2. No, because the insurer is prohibited from the practice of law and must rely on independent counsel; the paramount interest independent counsel represents is that of the insured, not the insurer; and the insured has a remedy directly against the law firm for malpractice.
Court’s Reasoning
Regarding the settlement, the court emphasized the contract language allowing MMIA to settle as it deemed expedient. The court distinguished Knobloch v Royal Globe Ins. Co., noting that in Knobloch, the insureds had inquired about settlement offers to protect themselves against excess liability, while here, Dr. Feliberty’s request for an appeal did not put MMIA on notice that he wished to be informed of any contemplated settlement to protect against personal exposure. As the settlement was within policy limits, no fraud or breach of contract claim was stated.

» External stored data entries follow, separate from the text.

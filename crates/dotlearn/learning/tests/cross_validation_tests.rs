// Dotlanth
// Copyright (C) 2025 Synerthink

// This program is free software: you can redistribute it and/or modify
// it under the terms of the GNU Affero General Public License as published by
// the Free Software Foundation, either version 3 of the License, or
// (at your option) any later version.

// This program is distributed in the hope that it will be useful,
// but WITHOUT ANY WARRANTY; without even the implied warranty of
// MERCHANTABILITY or FITNESS FOR A PARTICULAR PURPOSE.  See the
// GNU Affero General Public License for more details.

// You should have received a copy of the GNU Affero General Public License
// along with this program.  If not, see <http://www.gnu.org/licenses/>.

//! Integration tests for cross-validation and pre-extracted training

use dotlearn_learning::builtin::{Accuracy, MajorityVote, MemoryParser};
use dotlearn_learning::persist::learner_bytes;
use dotlearn_learning::{CrossValidation, Feature, FeaturePipeline, Learner, Parser, SplitStrategy, TrainingOptions, train_rounds};
use serde_json::json;
use std::sync::Arc;

fn tagged_words() -> Vec<serde_json::Value> {
    let words = [("the", "DT"), ("dog", "NN"), ("runs", "VBZ"), ("a", "DT"), ("cat", "NN"), ("sleeps", "VBZ")];
    (0..30).map(|i| {
        let (word, tag) = words[i % words.len()];
        json!({"word": word, "tag": tag})
    }).collect()
}

fn pipeline() -> FeaturePipeline {
    let extractor = |o: &serde_json::Value| vec![Feature::discrete("word", o["word"].as_str().unwrap_or_default())];
    let labeler = |o: &serde_json::Value| vec![Feature::discrete("tag", o["tag"].as_str().unwrap_or_default())];
    FeaturePipeline::new(Arc::new(extractor), Some(Arc::new(labeler)))
}

#[test]
fn test_cross_validation_does_not_change_final_model() {
    let pipeline = pipeline();
    let options = TrainingOptions::default();

    let mut direct = MajorityVote::new();
    let mut parser = MemoryParser::from_objects(tagged_words());
    train_rounds(&mut direct, &pipeline, &mut parser, options);
    direct.done_learning();

    let mut validated = MajorityVote::new();
    let cval = CrossValidation::new(5, SplitStrategy::Kth, 0.05);
    let (report, mut parser) = cval
        .run(&mut validated, &pipeline, Box::new(MemoryParser::from_objects(tagged_words())), &Accuracy, options)
        .unwrap();
    train_rounds(&mut validated, &pipeline, parser.as_mut(), options);
    validated.done_learning();

    assert_eq!(report.scores.len(), 5);
    assert_eq!(learner_bytes(&direct).unwrap(), learner_bytes(&validated).unwrap());
}

#[test]
fn test_perfectly_separable_data_scores_one() {
    let pipeline = pipeline();
    let mut learner = MajorityVote::new();
    let cval = CrossValidation::new(3, SplitStrategy::Sequential, 0.1);
    let (report, mut parser) = cval
        .run(&mut learner, &pipeline, Box::new(MemoryParser::from_objects(tagged_words())), &Accuracy, TrainingOptions::default())
        .unwrap();

    assert!(report.scores.iter().all(|&s| (s - 1.0).abs() < 1e-12));
    assert_eq!(report.half_width, 0.0);
    assert!(parser.next().is_some(), "parser is handed back rewound");
}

Regarding vicarious liability, the court stated the general rule that liability in negligence is based on a defendant’s own fault, not the wrongdoing of another. While there are exceptions, such as nondelegable duties, the court declined to extend this to an insurer’s duty to defend. The court reasoned that insurers are prohibited from practicing law (Judiciary Law § 495) and must rely on independent counsel. The paramount interest counsel represents is the insured’s, and insurers cannot interfere with counsel’s independent professional judgment. To hold an insurer vicariously liable would create an untenable situation where the insurer is responsible for counsel’s actions but cannot control them. The court quoted the California Court of Appeal in Merritt v Reserve Ins. Co., stating that the remedy for negligence of trial counsel should lie in an action against counsel for malpractice, not against the insurer based on vicarious liability. Finally, the court noted that the insured has a direct remedy against the law firm for malpractice.